- Dataset entries -
※ ※ ※
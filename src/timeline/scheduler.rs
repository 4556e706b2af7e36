//! The timeline: owns the scene, the compiled records and the playback clock.

use std::collections::BTreeMap;

use crate::animation::ease::{EaseCurve, EaseSpec};
use crate::compile::compiler::{CompileOptions, PropertyError, compile_animation};
use crate::compile::spec::AnimationSpec;
use crate::compile::tween::TweenRecord;
use crate::foundation::core::Direction;
use crate::foundation::error::TweenlineResult;
use crate::scene::element::{ElementId, Scene, Snapshot};
use crate::timeline::clock::{Ticker, TimelineClock};
use crate::timeline::config::{TimelineConfig, TimelineHooks};
use crate::timeline::ghost::Ghost;
use crate::timeline::render::{FramePass, FrameTargets, render_frame};

/// Where the playback loop stands between ticks.
#[derive(Clone, Copy, Debug, PartialEq)]
pub enum Phase {
    /// Not advancing.
    Idle,
    /// `play` was called; waiting out the start-up deferral. `since` is the first tick seen.
    Deferred {
        /// Time of the first tick after `play`.
        since: Option<f64>,
    },
    /// Advancing; elapsed is measured from `origin`.
    Running {
        /// Tick time at which `elapsed` was last anchored.
        origin: f64,
    },
}

#[derive(Clone, Debug)]
struct TrackedTarget {
    id: ElementId,
    selectors: Vec<String>,
    snapshot: Snapshot,
}

/// Seekable, reversible timeline animating the elements of a [`Scene`].
///
/// Time only moves when the host calls [`Timeline::tick`] in answer to the [`Ticker`]'s
/// requests.
pub struct Timeline<S: Scene> {
    scene: S,
    config: TimelineConfig,
    hooks: TimelineHooks,
    ticker: Box<dyn Ticker>,
    easing: EaseCurve,
    records: Vec<TweenRecord>,
    targets: Vec<TrackedTarget>,
    ghosts: BTreeMap<ElementId, Ghost>,
    errors: Vec<PropertyError>,
    dirty: Vec<(ElementId, String)>,
    clock: TimelineClock,
    phase: Phase,
    initial_elapsed: f64,
    max_duration: f64,
}

impl<S: Scene> Timeline<S> {
    /// Build a timeline over `scene`.
    pub fn new(
        scene: S,
        config: TimelineConfig,
        hooks: TimelineHooks,
        ticker: impl Ticker + 'static,
    ) -> TweenlineResult<Self> {
        config.validate()?;
        let easing = EaseSpec::Named(config.easing.clone()).resolve();
        let clock = TimelineClock::new(config.speed, config.loop_playback);
        let max_duration = config.duration.unwrap_or(0.0);
        Ok(Self {
            scene,
            config,
            hooks,
            ticker: Box::new(ticker),
            easing,
            records: Vec::new(),
            targets: Vec::new(),
            ghosts: BTreeMap::new(),
            errors: Vec::new(),
            dirty: Vec::new(),
            clock,
            phase: Phase::Idle,
            initial_elapsed: 0.0,
            max_duration,
        })
    }

    /// Compile `spec` and append its records.
    ///
    /// Fails only on configuration errors; per-property failures are kept in
    /// [`Timeline::property_errors`].
    #[tracing::instrument(skip(self, spec), fields(targets = %spec.targets))]
    pub fn add(&mut self, spec: &AnimationSpec) -> TweenlineResult<&mut Self> {
        let opts = CompileOptions {
            managed: self.config.managed_state,
            provider: self.hooks.state_provider.as_deref(),
            easing: self.easing,
            delay: self.config.delay,
        };
        let compiled = compile_animation(&self.scene, spec, &opts)?;

        for target in compiled.targets {
            match self.targets.iter_mut().find(|t| t.id == target.target) {
                Some(existing) => {
                    if !existing.selectors.contains(&spec.targets) {
                        existing.selectors.push(spec.targets.clone());
                    }
                }
                None => {
                    self.ghosts.insert(
                        target.target.clone(),
                        Ghost::new(&self.scene, &target.target, target.anchor),
                    );
                    self.targets.push(TrackedTarget {
                        id: target.target,
                        selectors: vec![spec.targets.clone()],
                        snapshot: target.snapshot,
                    });
                }
            }
        }
        for record in &compiled.records {
            if record.kind.resizes() {
                if let Some(ghost) = self.ghosts.get_mut(&record.target) {
                    ghost.resizes = true;
                }
            }
        }
        self.records.extend(compiled.records);
        self.errors.extend(compiled.errors);
        self.recompute_duration();

        if self.config.autoplay && !self.clock.playing {
            self.play(Direction::Forward, false, false);
        }
        Ok(self)
    }

    /// Start advancing in `direction`.
    ///
    /// `restart` (or resuming a completed forward run without `reversing`) first performs a full
    /// reset. Advancing begins once `start_defer_ms` has passed since the next tick.
    pub fn play(&mut self, direction: Direction, restart: bool, reversing: bool) {
        self.pause();
        self.clock.direction = direction;
        if restart || (self.clock.completed && !reversing) {
            self.full_reset();
        }
        tracing::debug!(?direction, restart, reversing, "play");
        self.phase = Phase::Deferred { since: None };
        self.ticker.request_tick();
    }

    /// Stop advancing. Idempotent.
    pub fn pause(&mut self) {
        if self.phase != Phase::Idle {
            tracing::debug!(elapsed = self.clock.elapsed, "pause");
        }
        self.ticker.cancel_tick();
        self.phase = Phase::Idle;
        self.clock.playing = false;
    }

    /// Play backwards from the current position.
    pub fn reverse(&mut self) {
        self.play(Direction::Backward, false, true);
    }

    /// Full reset, then play forward.
    pub fn restart(&mut self) {
        self.play(Direction::Forward, true, false);
    }

    /// Jump to `percent` of the total duration and render that frame.
    pub fn seek(&mut self, percent: f64) {
        self.seek_with(percent, false);
    }

    /// Jump to `ms` and render that frame.
    pub fn time(&mut self, ms: f64) {
        if self.max_duration <= 0.0 {
            self.seek(0.0);
        } else {
            self.seek(ms / self.max_duration * 100.0);
        }
    }

    /// Restore every element added under `selector` (or matching it now) and drop its records.
    pub fn remove(&mut self, selector: &str) -> &mut Self {
        let matched = self.scene.select(selector);
        let (removed, kept): (Vec<_>, Vec<_>) =
            std::mem::take(&mut self.targets).into_iter().partition(|t| {
                matched.contains(&t.id) || t.selectors.iter().any(|s| s == selector)
            });
        self.targets = kept;
        for target in &removed {
            target.snapshot.restore(&mut self.scene, &target.id);
            self.ghosts.remove(&target.id);
            self.records.retain(|r| r.target != target.id);
            self.dirty.retain(|(el, _)| *el != target.id);
        }
        tracing::debug!(selector, removed = removed.len(), "removed targets");
        self.recompute_duration();
        self
    }

    /// Answer a tick request at host time `now` (ms). Returns whether another tick is wanted.
    pub fn tick(&mut self, now: f64) -> bool {
        match self.phase {
            Phase::Idle => false,
            Phase::Deferred { since } => {
                let since = since.unwrap_or(now);
                if now - since < self.config.start_defer_ms {
                    self.phase = Phase::Deferred { since: Some(since) };
                    self.ticker.request_tick();
                    return true;
                }
                self.begin(now);
                true
            }
            Phase::Running { origin } => self.advance(now, origin),
        }
    }

    fn begin(&mut self, now: f64) {
        self.clean_dirty();
        self.clock.playing = true;
        self.clock.completed = false;
        let max = self.max_duration;
        match self.clock.direction {
            Direction::Forward if self.clock.elapsed >= max => self.clock.elapsed = 0.0,
            Direction::Backward if self.clock.elapsed <= 0.0 => self.clock.elapsed = max,
            _ => {}
        }
        self.initial_elapsed = self.clock.elapsed;
        self.phase = Phase::Running { origin: now };
        tracing::debug!(elapsed = self.clock.elapsed, "running");
        self.render(true, false);
        self.ticker.request_tick();
    }

    fn advance(&mut self, now: f64, origin: f64) -> bool {
        let elapsed = self.clock.advanced(self.initial_elapsed, now - origin);
        let max = self.max_duration;
        let past_end = match self.clock.direction {
            Direction::Forward => elapsed >= max,
            Direction::Backward => elapsed <= 0.0,
        };
        if !past_end {
            self.clock.elapsed = elapsed;
            self.render(true, false);
            self.ticker.request_tick();
            return true;
        }

        if self.clock.looping && max > 0.0 {
            let wrapped = elapsed.rem_euclid(max);
            tracing::debug!(elapsed, wrapped, "loop wrap");
            self.clock.elapsed = wrapped;
            self.initial_elapsed = wrapped;
            self.phase = Phase::Running { origin: now };
            self.render(true, false);
            self.ticker.request_tick();
            return true;
        }

        let at_end = elapsed >= max;
        self.clock.elapsed = if at_end { max } else { 0.0 };
        self.render(true, false);
        tracing::debug!(elapsed = self.clock.elapsed, "complete");
        if let Some(hook) = self.hooks.on_complete.as_mut() {
            hook();
        }
        self.pause();
        self.clock.completed = at_end;
        if self.clock.direction == Direction::Backward {
            self.full_reset();
        }
        false
    }

    fn seek_with(&mut self, percent: f64, full_reset: bool) {
        self.pause();
        self.clean_dirty();
        let percent = if percent.is_finite() {
            percent.clamp(0.0, 100.0)
        } else {
            0.0
        };
        self.clock.elapsed = percent / 100.0 * self.max_duration;
        self.render(false, full_reset);
    }

    /// Seek to 0 with staggered delays zeroed, restoring every target's starting value.
    fn full_reset(&mut self) {
        tracing::debug!("full reset");
        self.seek_with(0.0, true);
    }

    fn clean_dirty(&mut self) {
        for (el, attr) in self.dirty.drain(..) {
            self.scene.set_attr(&el, &attr, None);
        }
    }

    fn render(&mut self, playing: bool, full_reset: bool) {
        let mut targets = FrameTargets {
            scene: &mut self.scene,
            ghosts: &mut self.ghosts,
            hooks: &mut self.hooks,
            dirty: &mut self.dirty,
        };
        let pass = FramePass {
            elapsed: self.clock.elapsed,
            playing,
            full_reset,
        };
        render_frame(&mut targets, &self.records, pass);
        self.clock.progress = if self.max_duration > 0.0 {
            self.clock.elapsed / self.max_duration * 100.0
        } else {
            0.0
        };
        if let Some(hook) = self.hooks.on_update.as_mut() {
            hook(self.clock.progress);
        }
    }

    fn recompute_duration(&mut self) {
        self.max_duration = self.config.duration.unwrap_or_else(|| {
            self.records
                .iter()
                .map(TweenRecord::end)
                .fold(0.0, f64::max)
        });
    }

    /// The animated scene.
    pub fn scene(&self) -> &S {
        &self.scene
    }

    /// Mutable access to the scene, for host-side edits between frames.
    pub fn scene_mut(&mut self) -> &mut S {
        &mut self.scene
    }

    /// Playback state.
    pub fn clock(&self) -> &TimelineClock {
        &self.clock
    }

    /// Loop phase.
    pub fn phase(&self) -> Phase {
        self.phase
    }

    /// Total duration (ms).
    pub fn duration(&self) -> f64 {
        self.max_duration
    }

    /// Elapsed time (ms).
    pub fn elapsed(&self) -> f64 {
        self.clock.elapsed
    }

    /// Progress percentage of the last rendered frame.
    pub fn progress(&self) -> f64 {
        self.clock.progress
    }

    /// Whether the clock is advancing.
    pub fn is_playing(&self) -> bool {
        self.clock.playing
    }

    /// Whether the last run reached the forward end.
    pub fn is_completed(&self) -> bool {
        self.clock.completed
    }

    /// Compiled records in render order.
    pub fn records(&self) -> &[TweenRecord] {
        &self.records
    }

    /// Properties dropped while compiling.
    pub fn property_errors(&self) -> &[PropertyError] {
        &self.errors
    }

    /// Resolved configuration.
    pub fn config(&self) -> &TimelineConfig {
        &self.config
    }

    /// Consume the timeline, returning the scene in its current state.
    pub fn into_scene(self) -> S {
        self.scene
    }
}

#[cfg(test)]
#[path = "../../tests/unit/timeline/scheduler.rs"]
mod tests;
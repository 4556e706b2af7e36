pub(crate) mod element;
pub(crate) mod measure;
pub(crate) mod memory;
pub(crate) mod core;
pub(crate) mod error;
pub(crate) mod transform;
※ ※ ※
- About this task -
Copy range, inclusive: the line holding "self.initial_elapsed = wrapped;" to the line holding "self.clock.elapsed = percent". Reproduce exactly those lines of the records above and no others.

- Solution to the problem -
            self.initial_elapsed = wrapped;
            self.phase = Phase::Running { origin: now };
            self.render(true, false);
            self.ticker.request_tick();
            return true;
        }

        let at_end = elapsed >= max;
        self.clock.elapsed = if at_end { max } else { 0.0 };
        self.render(true, false);
        tracing::debug!(elapsed = self.clock.elapsed, "complete");
        if let Some(hook) = self.hooks.on_complete.as_mut() {
            hook();
        }
        self.pause();
        self.clock.completed = at_end;
        if self.clock.direction == Direction::Backward {
            self.full_reset();
        }
        false
    }

    fn seek_with(&mut self, percent: f64, full_reset: bool) {
        self.pause();
        self.clean_dirty();
        let percent = if percent.is_finite() {
            percent.clamp(0.0, 100.0)
        } else {
            0.0
        };
        self.clock.elapsed = percent / 100.0 * self.max_duration;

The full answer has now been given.